7 of 118 comments (clear)

  1. But why publish it? by ChrisF79 · · Score: 2, Insightful

    Although they don't say it in the disclaimer, their actions of posting a disclaimer after posting the article screams that they realize the article is flawed. If that's the case, why publish it in the first place? Shouldn't they have had some foresight and left this one on the cutting room floor? Maybe Finance is different, but I remember it being very difficult to get an article published unless it was groundbreaking and free from any minor flaws.

    --
    Finance tutorials and more! Understandfinance
    1. Re:But why publish it? by 'nother+poster · · Score: 3, Insightful

      From the disclaimer I would say thet the report was not a university sanctioned project, but a funtime project for a couple of students. They then published it in a manner that implied that it was offical work of the university, or at least sanctioned by the professor. Now, whether the study is right or wrong come peer review, the university wants it known that it wasn't their project. A peer reviewed research project is much different than throwing together a bad stats class midterm and putting the results on a university server.

  2. Filtering by Spazmania · · Score: 4, Insightful

    Readers can consult the list of search terms provided by the authors, and can see for themselves that, in the vast majority of cases retained (i.e. those with fewer than 1000 results), the results in question are lists and spam.

    I don't know which disturbs me more: The possibility that this is the correct explanation for the discrepancy or the possibility that it isn't.

    It seems to me that the correct solution to filtering results would be to put the "undesirable" results at the bottom of the list, not get rid of them entirely. One man's trash is another man's treasure after all.

    --
    Moderating "-1, Disagree" is simple censorship. Have the guts to post your opinion.
  3. Covering Ones Rear by gkozlyk · · Score: 3, Insightful

    Ah, the good old disclaimer added to cover ones rear. With litigation flying free as newspaper in the wind, one can't be to careful these days.

    --
  4. The dark web by SpinyNorman · · Score: 5, Insightful

    The Yahoo vs Google page count methodology of counting numbers of pages returned for various high-response queries seems to be completely ignoring the fact that Yahoo *might be* picking up some of the less highly linked-to "dark web" that Google's page rank alogorithm are going to rate lowly, and which their crawler may be ignoring.

    This is the portion of the web that I'd like to see - not the commerical portion but the hobbyist and enthusiast sites that may be out there without lots of incoming links that would make them more highly rated and/or visible to Google.

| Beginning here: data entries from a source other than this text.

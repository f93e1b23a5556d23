//! Window identities, geometry, and the registry that stacks them.

pub mod decorator;
pub mod drag;
pub mod frame;
pub mod registry;
pub mod stack;

pub use decorator::{DeskDecorator, WindowDecorator};
pub use drag::{DragController, GrabHit};
pub use frame::WindowFrame;
pub use registry::WindowRegistry;
pub use stack::StackOrder;

use ratatui::layout::Rect;

/// Identifies one of the desktop's built-in windows.
#[derive(Debug, Clone, Copy, PartialEq, Eq, PartialOrd, Ord, Hash)]
pub enum WindowId {
    Messages,
    OnText,
    FlowClip,
}

impl WindowId {
    pub const ALL: [WindowId; 3] = [WindowId::Messages, WindowId::OnText, WindowId::FlowClip];

    pub fn label(self) -> &'static str {
        match self {
            WindowId::Messages => "Messages",
            WindowId::OnText => "OnText",
            WindowId::FlowClip => "FlowClip",
        }
    }

    /// Static placement and chrome for this window.
    pub fn spec(self) -> WindowSpec {
        match self {
            WindowId::Messages => WindowSpec {
                title: None,
                origin: (3, 2),
                width: 74,
                height: 20,
            },
            WindowId::OnText => WindowSpec {
                title: None,
                origin: (8, 3),
                width: 70,
                height: 18,
            },
            WindowId::FlowClip => WindowSpec {
                title: Some("FlowClip"),
                origin: (14, 4),
                width: 58,
                height: 16,
            },
        }
    }
}

/// Initial geometry and chrome of a window. A `title` gives the window a
/// decorated title bar; without one the top band of the frame is the grab
/// region.
#[derive(Debug, Clone, Copy, PartialEq, Eq)]
pub struct WindowSpec {
    pub title: Option<&'static str>,
    pub origin: (i32, i32),
    pub width: u16,
    pub height: u16,
}

/// Signed floating rectangle origin with unsigned size.
#[derive(Debug, Clone, Copy, PartialEq, Eq)]
pub struct FloatRect {
    pub x: i32,
    pub y: i32,
    pub width: u16,
    pub height: u16,
}

impl FloatRect {
    pub fn contains(&self, column: u16, row: u16) -> bool {
        let (col, row) = (column as i32, row as i32);
        col >= self.x
            && col < self.x + self.width as i32
            && row >= self.y
            && row < self.y + self.height as i32
    }

    /// Position of a screen cell relative to this rectangle's origin, or
    /// `None` when the cell lies outside it.
    pub fn local(&self, column: u16, row: u16) -> Option<(u16, u16)> {
        if !self.contains(column, row) {
            return None;
        }
        Some(((column as i32 - self.x) as u16, (row as i32 - self.y) as u16))
    }
}

pub(crate) fn rect_contains(rect: Rect, column: u16, row: u16) -> bool {
    column >= rect.x
        && column < rect.x.saturating_add(rect.width)
        && row >= rect.y
        && row < rect.y.saturating_add(rect.height)
}

#[cfg(test)]
mod tests {
    use super::*;

    #[test]
    fn float_rect_contains_handles_negative_origins() {
        let rect = FloatRect {
            x: -3,
            y: 1,
            width: 5,
            height: 2,
        };
        assert!(rect.contains(0, 1));
        assert!(rect.contains(1, 2));
        assert!(!rect.contains(2, 1));
        assert!(!rect.contains(0, 3));
        assert_eq!(rect.local(1, 2), Some((4, 1)));
        assert_eq!(rect.local(5, 2), None);
    }

    #[test]
    fn rect_contains_edge_cases() {
        let rect = Rect::new(2, 2, 3, 1);
        assert!(rect_contains(rect, 2, 2));
        assert!(rect_contains(rect, 4, 2));
        assert!(!rect_contains(rect, 5, 2));
        assert!(!rect_contains(rect, 2, 3));
        assert!(!rect_contains(Rect::new(0, 0, 0, 0), 0, 0));
    }

    #[test]
    fn only_flowclip_has_a_title_bar() {
        let titled: Vec<WindowId> = WindowId::ALL
            .into_iter()
            .filter(|id| id.spec().title.is_some())
            .collect();
        assert_eq!(titled, vec![WindowId::FlowClip]);
    }
}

    What'd therefore be relevant and interesting to know isn't how many hundreds of pages Google vs Yahoo get for "my job sucks", but rather how many it gets for "my weevil collection".

    1. Re:The dark web by RAMMS+EIN · · Score: 2, Insightful

      ``This is the portion of the web that I'd like to see - not the commerical portion but the hobbyist and enthusiast sites that may be out there without lots of incoming links that would make them more highly rated and/or visible to Google.''

      I personally don't think Google is _excluding_ pages that somehow don't get enough links to them. Typically, good resources will get linked to, and thus taking into account the number of links to a page seems sensible.

      From personal experience, I can't say I have anything to complain about with Google. When I post a new page on my site that includes some word that previously had few hits on Google, it gets to the top of the results within a few days. So, even without many links, the system works. When I search for words that do return many hits, the results I get first are usually the most relevant (provided that I have entered enough words to place everything in proper context; searching for "festival" wouldn't give me the speech synthesis software unless I also included "speech").

      If you are specifically looking for pages that have few links to them, another search engine might be better for you. Or maybe not. Maybe you would be best served by using Google and looking at the last rather than first results. Perhaps it would be a good idea for Google to include an option to invert the ranking?

      --
      Please correct me if I got my facts wrong.
  5. It was not "published" by kaan · · Score: 4, Insightful

    why publish it in the first place?

    Dude, it was never published, it was posted on one web server that is part of the ncsa.uiuc.edu sub-domain (specifically, vburton.ncsa.uiuc.edu). There are probably hundreds of machines that are in this network, and posting something on a web server running there does not equate to NCSA formally publishing an article. What we're talking about here is a web page written by two students, they worked on a project, they wanted to post it for other people to see. So that's what they did, period.

    Stupidly, everyone is claiming that NCSA backed this whole thing, like they (NCSA) are on some crusade to compare Yahoo and Google. But this must be taken for what it is - a project by two students. NCSA's disclaimer is just trying to make this clear for the idiots out there who think that every little thing a student says or does must have been funded, supported, backed, etc. by NCSA.